The primers were newly designed or referred from previous publications, R2 and efficiency were obtained by mixed samples cDNA, as shown in Table 2. The qPCR reactions were run in CFX96 Real-time PCR Detection System (Bio-Rad, Hercules, CA, USA). All samples were performed in triplicate. The thermocycling threshold was 1 cycle of 98°C for 5 min, followed by 40 cycles of 98°C for 30 s, 60°C for 30 s and 72°C for 30 s. Melting temperature analysis was conducted between 65°C and 95°C using a 30 min ramp time and continuous fluorescence detection to determine primer specificity for each reaction. The housekeeping gene beta-actin (ACTB) was selected as reference to normalize the variance in amounts of cDNA input in the reactions. The normalized expression of the target gene was calculated by DDCq method using Bio-Rad CFX Mastero 1.1 (version 4.1.2433.12219). The qPCR products of each primer pair were submitted for sequencing at 1st BASE Laboratories, SDN BHD, Malaysia.
 

Table 2: Primers sequence and other details.


       
Statistical analysis was performed using SPSS version 24 (IBM, USA). Treatment differences in body weight and concentrations of IGF-1 hormone were compared by two-way repeated measurement analysis of variance (ANOVA) with feed regimen and FPP supplementation as main effects and time as within-subject effect. The normalized expression of IGF1 mRNA and GHR mRNA of the liver and IGF1 mRNA of the muscle were compared between experimental groups by two-way ANOVA with feed regimen and FPP supplementation as main effects. Serum cortisol, Kiss1 mRNA expression of the hypothalamus and GHR mRNA of the muscle were compared between treatments by nonparametric Kruskal-Wallis test, due to the non-equality of error variances. The difference was considered statistically significant (P<0.05).

RESULTS AND DISCUSSION

The lower body weight (Fig 1) and ADG (Table 3) in restricted feed groups (P<0.001) indicated that the level of feed restriction in the present study directly influenced the body weight and ADG. The FPP supplementation did not compensate the body weight and ADG for the loss of feed intake.
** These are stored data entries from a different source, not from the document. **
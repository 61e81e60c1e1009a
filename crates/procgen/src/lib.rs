//! Procedural generation for orbit lines and the background starfield.

pub mod orbit_path;
pub mod starfield;

pub use orbit_path::*;
pub use starfield::*;
//! Orrery - interactive star system simulation, driven headless from a script.

mod config;
mod scene;
mod script;

use anyhow::{Context, Result};
use engine_core::TransformRaw;
use procgen::Starfield;
use rand::rngs::StdRng;
use rand::SeedableRng;
use simulation::{BodyCatalog, SimulationState};

use config::OrreryConfig;
use scene::HeadlessScene;
use script::Script;

/// Read the configured catalog, or fall back to the built-in solar system.
/// Either way the catalog is validated before the frame loop starts.
fn load_catalog(config: &OrreryConfig) -> Result<BodyCatalog> {
    match &config.catalog_path {
        Some(path) => {
            let source = std::fs::read_to_string(path)
                .with_context(|| format!("reading body catalog {:?}", path))?;
            BodyCatalog::from_ron_str(&source).with_context(|| format!("invalid body catalog {:?}", path))
        }
        None => BodyCatalog::solar_system()
            .validated()
            .context("invalid built-in body catalog"),
    }
}

/// Run the configured frames and return the final state.
fn run(config: &OrreryConfig) -> Result<SimulationState> {
    let catalog = load_catalog(config)?;
    let mut rng = match config.seed {
        Some(seed) => StdRng::seed_from_u64(seed),
        None => StdRng::from_entropy(),
    };

    let starfield = Starfield::generate(&mut rng, config.star_count, config.star_extent);
    let mut state = SimulationState::new(catalog, config.camera(), config.settings(), &mut rng);
    let mut scene = HeadlessScene::build(state.bodies(), config.orbit_samples, starfield);
    log::info!("Static vertex data: {} bytes", scene.static_vertex_bytes());

    let mut script = Script::new(config.script.clone());
    let viewport = (config.viewport_width as f32, config.viewport_height as f32);
    let delta = config.frame_delta();
    let report_every = config.frame_rate.max(1.0).round() as u64;

    for frame in 0..config.frames {
        script.apply_due(frame, &mut state, viewport);
        if config.realtime {
            std::thread::sleep(delta);
            state.frame_realtime(&mut scene);
        } else {
            state.frame(delta, &mut scene);
        }

        if frame % report_every == 0 {
            log::info!(
                "{} | focus {:?} | camera {:.2}",
                scene.day_text(),
                state.focus(),
                state.camera().position
            );
        }
    }

    let instances = scene.instance_data();
    log::info!(
        "Finished {} frames ({:.1}s simulated), {} instances / {} bytes per frame, script {}",
        scene.frames_presented(),
        state.clock().elapsed_seconds(),
        instances.len(),
        bytemuck::cast_slice::<TransformRaw, u8>(&instances[..]).len(),
        if script.is_finished() { "complete" } else { "incomplete" }
    );
    Ok(state)
}

fn main() -> Result<()> {
    env_logger::Builder::from_env(env_logger::Env::default().default_filter_or("info")).init();

    log::info!("Starting Orrery");
    let config = OrreryConfig::load();
    if !config::config_path().exists() {
        // First run: write the defaults so they can be edited.
        config.save();
    }
    run(&config)?;
    Ok(())
}

#[cfg(test)]
mod tests {
    use super::*;
    use simulation::{BodyId, FocusState};

    #[test]
    fn default_script_runs_to_free_movement() {
        let config = OrreryConfig { star_count: 100, seed: Some(3), ..Default::default() };
        let state = run(&config).unwrap();
        assert_eq!(state.focus(), &FocusState::Free);
        assert_eq!(state.clock().frame_count(), config.frames);
        assert_eq!(state.clock().speed_multiplier(), 2.0);
    }

    #[test]
    fn missing_catalog_file_is_fatal() {
        let config = OrreryConfig {
            catalog_path: Some("/nonexistent/catalog.ron".into()),
            star_count: 10,
            ..Default::default()
        };
        assert!(run(&config).is_err());
    }

    #[test]
    fn scripted_selection_follows_body() {
        let config = OrreryConfig { star_count: 10, seed: Some(4), ..Default::default() };
        let mut rng = StdRng::seed_from_u64(4);
        let mut state = SimulationState::new(load_catalog(&config).unwrap(), config.camera(), config.settings(), &mut rng);
        let mut scene = HeadlessScene::build(state.bodies(), config.orbit_samples, Starfield::generate(&mut rng, 10, 150.0));
        let mut script = Script::new(config.script.clone());
        for frame in 0..200 {
            script.apply_due(frame, &mut state, (1280.0, 720.0));
            state.frame(config.frame_delta(), &mut scene);
        }
        assert_eq!(state.focus(), &FocusState::Targeted(BodyId::from("Earth")));
        let earth = state.body(&BodyId::from("Earth")).unwrap().position();
        assert_eq!(state.camera().target, earth);
    }
}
These similar findings were documented in a previous study (Poltep et al., 2016).
 

Fig 1: Mean ±SE of body weight of nursery gilts in each treatments. Normal feed (NF), normal feed with FPP (NF+S), restricted feed (RF) and restricted feed with FPP (RF + S). *Feed regimen × time interaction, P<0.05.


 

Table 3: Average daily weight gain (ADG) of the nursery gilts.


       
The serum IGF-1 of pigs in NF+S and RF+S that received FPP was significantly higher than NF and RF groups which were raised without FPP (Fig 2A). Reports from several studies showed that the relation between feed restriction and IGF-1 levels are still inconclusive. Combes et al., (1997) found that reductions in serum IGF-1 levels in response to feed restriction was inconsistent throughout swine development. The serum IGF-1 was not significantly different in feed restricted swine at the body weight of 40 kg and during 100-130 kg, but showed statistically reduction when measured in 70 kg swine. In contrast, a study showed that feed restriction in swine reduced serum IGF-1 (Thorson et al., 2018). The rise in IGF-1 from FPP supplementation were also found in a previous study (Poltep et al., 2016). 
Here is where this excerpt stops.